▶ [TASK DESCRIPTION]: Check every line of the data below for the string "display", and copy the ones that hold it.

□ □ □ □ □ □ □

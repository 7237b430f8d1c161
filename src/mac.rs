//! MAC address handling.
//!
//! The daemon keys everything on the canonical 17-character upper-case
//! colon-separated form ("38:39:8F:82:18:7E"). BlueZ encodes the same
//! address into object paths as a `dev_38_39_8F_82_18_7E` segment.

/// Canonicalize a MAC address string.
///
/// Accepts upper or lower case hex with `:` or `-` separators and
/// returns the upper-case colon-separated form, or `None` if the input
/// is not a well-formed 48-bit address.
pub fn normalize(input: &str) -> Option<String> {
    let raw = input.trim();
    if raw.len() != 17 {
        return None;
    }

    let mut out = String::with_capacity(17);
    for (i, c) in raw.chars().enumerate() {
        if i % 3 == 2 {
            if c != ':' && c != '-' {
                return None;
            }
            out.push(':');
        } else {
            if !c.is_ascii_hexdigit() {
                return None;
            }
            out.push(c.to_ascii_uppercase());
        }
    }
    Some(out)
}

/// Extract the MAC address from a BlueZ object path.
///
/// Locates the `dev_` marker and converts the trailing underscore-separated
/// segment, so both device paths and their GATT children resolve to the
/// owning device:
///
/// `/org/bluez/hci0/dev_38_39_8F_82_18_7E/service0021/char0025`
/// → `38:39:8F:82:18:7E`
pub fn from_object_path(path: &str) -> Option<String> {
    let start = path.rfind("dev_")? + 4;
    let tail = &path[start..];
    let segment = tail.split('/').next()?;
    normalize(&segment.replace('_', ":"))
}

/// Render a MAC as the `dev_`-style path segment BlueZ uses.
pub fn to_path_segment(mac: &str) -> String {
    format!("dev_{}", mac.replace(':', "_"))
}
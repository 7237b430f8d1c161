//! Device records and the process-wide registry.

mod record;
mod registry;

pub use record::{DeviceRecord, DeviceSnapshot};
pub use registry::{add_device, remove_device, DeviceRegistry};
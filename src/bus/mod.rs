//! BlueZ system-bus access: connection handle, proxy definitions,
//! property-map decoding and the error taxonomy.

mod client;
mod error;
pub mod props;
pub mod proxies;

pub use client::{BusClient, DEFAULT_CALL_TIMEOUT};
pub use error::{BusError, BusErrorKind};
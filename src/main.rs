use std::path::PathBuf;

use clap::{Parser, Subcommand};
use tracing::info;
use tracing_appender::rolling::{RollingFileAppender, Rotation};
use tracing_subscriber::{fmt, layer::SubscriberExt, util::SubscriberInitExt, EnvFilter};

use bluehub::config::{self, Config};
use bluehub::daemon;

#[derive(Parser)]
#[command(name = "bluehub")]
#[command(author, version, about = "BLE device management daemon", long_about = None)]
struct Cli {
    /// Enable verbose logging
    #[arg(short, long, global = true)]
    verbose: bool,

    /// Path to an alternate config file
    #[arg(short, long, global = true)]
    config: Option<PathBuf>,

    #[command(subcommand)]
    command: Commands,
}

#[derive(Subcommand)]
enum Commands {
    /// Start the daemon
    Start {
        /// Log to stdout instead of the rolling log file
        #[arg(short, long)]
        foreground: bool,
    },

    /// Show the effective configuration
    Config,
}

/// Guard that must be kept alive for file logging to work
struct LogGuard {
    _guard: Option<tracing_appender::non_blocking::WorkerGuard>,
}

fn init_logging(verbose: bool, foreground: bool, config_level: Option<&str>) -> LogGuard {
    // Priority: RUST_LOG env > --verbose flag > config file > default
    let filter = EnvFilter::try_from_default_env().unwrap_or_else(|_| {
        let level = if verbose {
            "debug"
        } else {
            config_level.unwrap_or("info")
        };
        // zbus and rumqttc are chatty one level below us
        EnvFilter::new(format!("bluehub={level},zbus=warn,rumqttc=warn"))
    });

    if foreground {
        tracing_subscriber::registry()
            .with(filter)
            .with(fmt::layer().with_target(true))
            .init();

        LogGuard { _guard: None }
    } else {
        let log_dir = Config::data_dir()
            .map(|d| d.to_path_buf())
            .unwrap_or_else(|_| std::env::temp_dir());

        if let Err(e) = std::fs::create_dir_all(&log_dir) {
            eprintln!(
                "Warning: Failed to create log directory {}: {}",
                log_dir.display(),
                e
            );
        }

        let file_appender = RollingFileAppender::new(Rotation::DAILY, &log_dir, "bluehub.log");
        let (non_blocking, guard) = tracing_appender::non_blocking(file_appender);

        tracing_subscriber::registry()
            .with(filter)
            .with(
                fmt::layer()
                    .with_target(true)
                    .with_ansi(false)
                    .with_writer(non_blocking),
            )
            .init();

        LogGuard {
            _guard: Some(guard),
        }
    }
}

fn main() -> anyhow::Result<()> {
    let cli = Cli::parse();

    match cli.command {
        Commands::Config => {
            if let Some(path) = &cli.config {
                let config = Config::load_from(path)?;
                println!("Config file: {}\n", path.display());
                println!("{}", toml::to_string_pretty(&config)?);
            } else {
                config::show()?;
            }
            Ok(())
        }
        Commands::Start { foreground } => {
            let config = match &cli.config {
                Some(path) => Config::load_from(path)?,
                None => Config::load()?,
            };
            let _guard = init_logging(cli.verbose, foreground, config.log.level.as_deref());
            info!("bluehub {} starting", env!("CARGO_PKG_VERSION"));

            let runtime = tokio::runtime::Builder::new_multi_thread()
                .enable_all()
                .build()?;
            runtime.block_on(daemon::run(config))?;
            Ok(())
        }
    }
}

□ □ □ □ □ □ □

▶ [ANSWER TO THIS TASK]:
                log_dir.display(),
                println!("Config file: {}\n", path.display());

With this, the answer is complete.